September 12, 2011

Books worth rererereading

While I'm devoting the fall to reading books by friends and colleagues, I had the amazing opportunity to go back in time to read various "canons" for my PhD exams. Here's a few books I've loved and re-loved after my reading - books which, I suspect, tell us much of what we need to know about literature.

Frankenstein - not just a story about a monster (really, every story is a story about monsters). If Don Quixote and Madame Bovary are in part about bad readers, Frankenstein is about a bad writer - one who can't accept that his (/her) hybrid birth has a life of its own. I love the double-frame, and how the juicy center of the novel is fully inhabited by the monster's tale.

Middlemarch - Eliot reads the brains, manners, and actions of her characters better (and more ironically) than anyone. The book is a compendium of people, artifacts, digressions that far exceed any one character's journey.

Moby Dick - talk about digression! As Ahab, I was "dismasted" after reading MD or, The Whale. A journey of language, a journey of a ship. Messing with the adventure novel, MD meanders through etymologies and symbologies of cetological goodness as much as it tells a tragedy of crew itself coffined by the whale. I will forever be haunted by Orson Welles as Father Mapple in the (not very good) movie version...

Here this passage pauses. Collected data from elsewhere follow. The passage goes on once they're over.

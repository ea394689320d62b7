// SPDX-FileCopyrightText: 2026 Wacast Contributors
// SPDX-License-Identifier: MIT OR Apache-2.0

//! Wiring of storage, sender and engine components from configuration.

use std::sync::Arc;
use std::time::Duration;

use async_trait::async_trait;
use tracing::info;

use wacast_config::WacastConfig;
use wacast_core::{
    AdapterType, AlertSink, EventSinks, HealthStatus, MessageSender, PluginAdapter, SendOutcome,
    StorageAdapter, TemplateMessage, WacastError,
};
use wacast_dispatch::{
    DispatchDeps, DispatchOrchestrator, DispatchRunner, DispatchSettings, RateController,
};
use wacast_status::{StatusReconciler, WebhookIngestor};
use wacast_storage::SqliteStorage;
use wacast_suppression::{AutoSuppressionEngine, SuppressionRegistry};
use wacast_whatsapp::CloudApiClient;

/// Every long-lived component of a running engine.
pub struct Engine {
    pub storage: Arc<SqliteStorage>,
    pub registry: Arc<SuppressionRegistry>,
    pub rate: Arc<RateController>,
    pub orchestrator: Arc<DispatchOrchestrator>,
    pub runner: Arc<DispatchRunner>,
    pub ingestor: Arc<WebhookIngestor>,
}

impl Engine {
    /// Open storage (running migrations) and wire the engine around `sender`.
    ///
    /// `sinks` receives the alert sink in addition to whatever the caller
    /// registered.
    pub async fn build(
        config: &WacastConfig,
        sender: Arc<dyn MessageSender>,
        sinks: EventSinks,
    ) -> Result<Self, WacastError> {
        let storage = Arc::new(SqliteStorage::new(config.storage.clone()));
        storage.initialize().await?;
        info!(path = %config.storage.database_path, "storage ready");

        let sinks = sinks.with(Arc::new(AlertSink::new(storage.clone())));
        let registry = Arc::new(SuppressionRegistry::new(storage.clone(), sinks.clone()));
        let auto_suppression = Arc::new(AutoSuppressionEngine::new(
            config.suppression.clone(),
            storage.clone(),
            registry.clone(),
        ));
        let rate = Arc::new(RateController::new(
            config.throttle.clone(),
            storage.clone(),
            sinks.clone(),
        ));

        let deps = DispatchDeps {
            campaigns: storage.clone(),
            claims: storage.clone(),
            queue: storage.clone(),
            sender,
            rate: rate.clone(),
            registry: registry.clone(),
            auto_suppression: auto_suppression.clone(),
            sinks: sinks.clone(),
        };
        let orchestrator = Arc::new(DispatchOrchestrator::new(
            deps,
            DispatchSettings::from_config(config),
        ));
        let runner = Arc::new(DispatchRunner::new(
            orchestrator.clone(),
            storage.clone(),
            Duration::from_millis(config.dispatch.poll_interval_ms),
        ));

        let reconciler = Arc::new(StatusReconciler::new(
            storage.clone(),
            registry.clone(),
            auto_suppression,
            sinks,
        ));
        let ingestor = Arc::new(WebhookIngestor::new(
            storage.clone(),
            reconciler,
            registry.clone(),
            config.whatsapp.app_secret.clone(),
            &config.webhook,
        ));

        Ok(Self {
            storage,
            registry,
            rate,
            orchestrator,
            runner,
            ingestor,
        })
    }
}

/// The Cloud API client, or a sender that refuses every send when no
/// access token is configured. Offline commands only enqueue work.
pub fn sender_for(config: &WacastConfig) -> Arc<dyn MessageSender> {
    match CloudApiClient::new(&config.whatsapp) {
        Ok(client) => Arc::new(client),
        Err(e) => {
            info!(reason = %e, "vendor sender unavailable; sends are disabled");
            Arc::new(DisabledSender)
        }
    }
}

/// Sender used when the vendor is not configured.
struct DisabledSender;

#[async_trait]
impl PluginAdapter for DisabledSender {
    fn name(&self) -> &str {
        "disabled"
    }

    fn version(&self) -> semver::Version {
        semver::Version::new(0, 1, 0)
    }

    fn adapter_type(&self) -> AdapterType {
        AdapterType::Sender
    }

    async fn health_check(&self) -> Result<HealthStatus, WacastError> {
        Ok(HealthStatus::Unhealthy(
            "whatsapp.access_token is not set".to_string(),
        ))
    }

    async fn shutdown(&self) -> Result<(), WacastError> {
        Ok(())
    }
}

#[async_trait]
impl MessageSender for DisabledSender {
    async fn send_template(
        &self,
        _sender_id: &str,
        _message: &TemplateMessage,
    ) -> Result<SendOutcome, WacastError> {
        Err(WacastError::Config(
            "whatsapp.access_token is not set".to_string(),
        ))
    }
}

#[cfg(test)]
mod tests {
    use super::*;

    #[tokio::test]
    async fn engine_builds_over_a_fresh_database() {
        let dir = tempfile::tempdir().unwrap();
        let mut config = WacastConfig::default();
        config.storage.database_path = dir.path().join("wacast.db").to_string_lossy().to_string();

        let sender = sender_for(&config);
        assert_eq!(sender.name(), "disabled");

        let engine = Engine::build(&config, sender, EventSinks::new())
            .await
            .unwrap();
        assert_eq!(engine.runner.drain().await.unwrap(), 0);
    }
}
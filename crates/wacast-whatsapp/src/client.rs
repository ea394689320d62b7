// SPDX-FileCopyrightText: 2026 Wacast Contributors
// SPDX-License-Identifier: MIT OR Apache-2.0

//! HTTP client for the Cloud API messages endpoint.

use std::time::Duration;

use async_trait::async_trait;
use reqwest::header::{AUTHORIZATION, CONTENT_TYPE, HeaderMap, HeaderValue};
use tracing::{debug, warn};
use wacast_config::model::WhatsAppConfig;
use wacast_core::{
    AdapterType, HealthStatus, MessageSender, PluginAdapter, SendOutcome, TemplateMessage,
    WacastError,
};

use crate::types::{ErrorResponse, SendRequest, SendResponse};

/// Upper bound on a single HTTP exchange; the dispatch pool applies its own,
/// usually shorter, send timeout on top.
const HTTP_TIMEOUT: Duration = Duration::from_secs(120);

/// Cloud API client implementing [`MessageSender`].
///
/// Does not retry: a repeated POST can deliver the same template twice.
/// Retrying is the dispatch pipeline's decision.
#[derive(Debug, Clone)]
pub struct CloudApiClient {
    client: reqwest::Client,
    base_url: String,
    api_version: String,
}

impl CloudApiClient {
    /// Build a client from the `[whatsapp]` config section.
    pub fn new(config: &WhatsAppConfig) -> Result<Self, WacastError> {
        let token = config
            .access_token
            .as_deref()
            .filter(|t| !t.is_empty())
            .ok_or_else(|| WacastError::Config("whatsapp.access_token is not set".into()))?;

        let mut headers = HeaderMap::new();
        headers.insert(
            AUTHORIZATION,
            HeaderValue::from_str(&format!("Bearer {token}")).map_err(|e| {
                WacastError::Config(format!("invalid access token header value: {e}"))
            })?,
        );
        headers.insert(CONTENT_TYPE, HeaderValue::from_static("application/json"));

        let client = reqwest::Client::builder()
            .default_headers(headers)
            .timeout(HTTP_TIMEOUT)
            .build()
            .map_err(|e| WacastError::Vendor {
                message: format!("failed to build HTTP client: {e}"),
                source: Some(Box::new(e)),
            })?;

        Ok(Self {
            client,
            base_url: config.api_base_url.trim_end_matches('/').to_string(),
            api_version: config.api_version.clone(),
        })
    }

    fn messages_url(&self, sender_id: &str) -> String {
        format!("{}/{}/{}/messages", self.base_url, self.api_version, sender_id)
    }
}

#[async_trait]
impl PluginAdapter for CloudApiClient {
    fn name(&self) -> &str {
        "whatsapp-cloud"
    }

    fn version(&self) -> semver::Version {
        semver::Version::new(0, 1, 0)
    }

    fn adapter_type(&self) -> AdapterType {
        AdapterType::Sender
    }

    async fn health_check(&self) -> Result<HealthStatus, WacastError> {
        Ok(HealthStatus::Healthy)
    }

    async fn shutdown(&self) -> Result<(), WacastError> {
        Ok(())
    }
}

#[async_trait]
impl MessageSender for CloudApiClient {
    async fn send_template(
        &self,
        sender_id: &str,
        message: &TemplateMessage,
    ) -> Result<SendOutcome, WacastError> {
        let request = SendRequest::from(message);
        let response = self
            .client
            .post(self.messages_url(sender_id))
            .json(&request)
            .send()
            .await
            .map_err(|e| WacastError::Vendor {
                message: format!("HTTP request failed: {e}"),
                source: Some(Box::new(e)),
            })?;

        let status = response.status();
        let body = response.text().await.map_err(|e| WacastError::Vendor {
            message: format!("failed to read response body: {e}"),
            source: Some(Box::new(e)),
        })?;
        debug!(status = %status, template = %message.template_name, "send response received");

        if status.is_success() {
            let parsed: SendResponse =
                serde_json::from_str(&body).map_err(|e| WacastError::Vendor {
                    message: format!("failed to parse send response: {e}"),
                    source: Some(Box::new(e)),
                })?;
            return parsed
                .messages
                .into_iter()
                .next()
                .map(|m| SendOutcome::Accepted { message_id: m.id })
                .ok_or_else(|| WacastError::Vendor {
                    message: "send response carried no message id".into(),
                    source: None,
                });
        }

        match serde_json::from_str::<ErrorResponse>(&body) {
            Ok(err) => {
                debug!(code = err.error.code, status = %status, "send rejected");
                Ok(SendOutcome::Rejected(err.error))
            }
            Err(_) => {
                warn!(status = %status, body = %body, "unstructured vendor error");
                Err(WacastError::Vendor {
                    message: format!("API returned {status}: {body}"),
                    source: None,
                })
            }
        }
    }
}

Ulysses - is not really hard to read. Of course, there are a few chapters that are difficult, but it's by no means impenetrable. It has so much sound, so much texture. Beautiful, beautiful. Really, if you're scared by the thought of reading it, don't be (yes, Finnegan's Wake is still super scary).

Lolita - my sin, my soul. A book that seduces you with artifice to out-and overlook Humbert's nymphette-mania. Everything is glorious - how HH's "scepter of my passion" later devolves into a "bitter tumor of my passion."

The Art Lover - Carole Maso's elegy is charming and haunting and ultimately a breathtaking reclamation of self in the face of grief. My favorite writer in a sort of post-Duras lineage, who seamlessly merges deep emotional longing and formal sophistication.

Infinite Jest - yes, it's gigantic. And yes, it's the hippest. But it's also the most wondrous synthesis of brilliance and humor and pathos I've read in forever. I'm super-looking forward to the Decembrists' video recreating the Eschaton scene.

and for you theory-heads out there, Blanchot, Blanchot, Blanchot.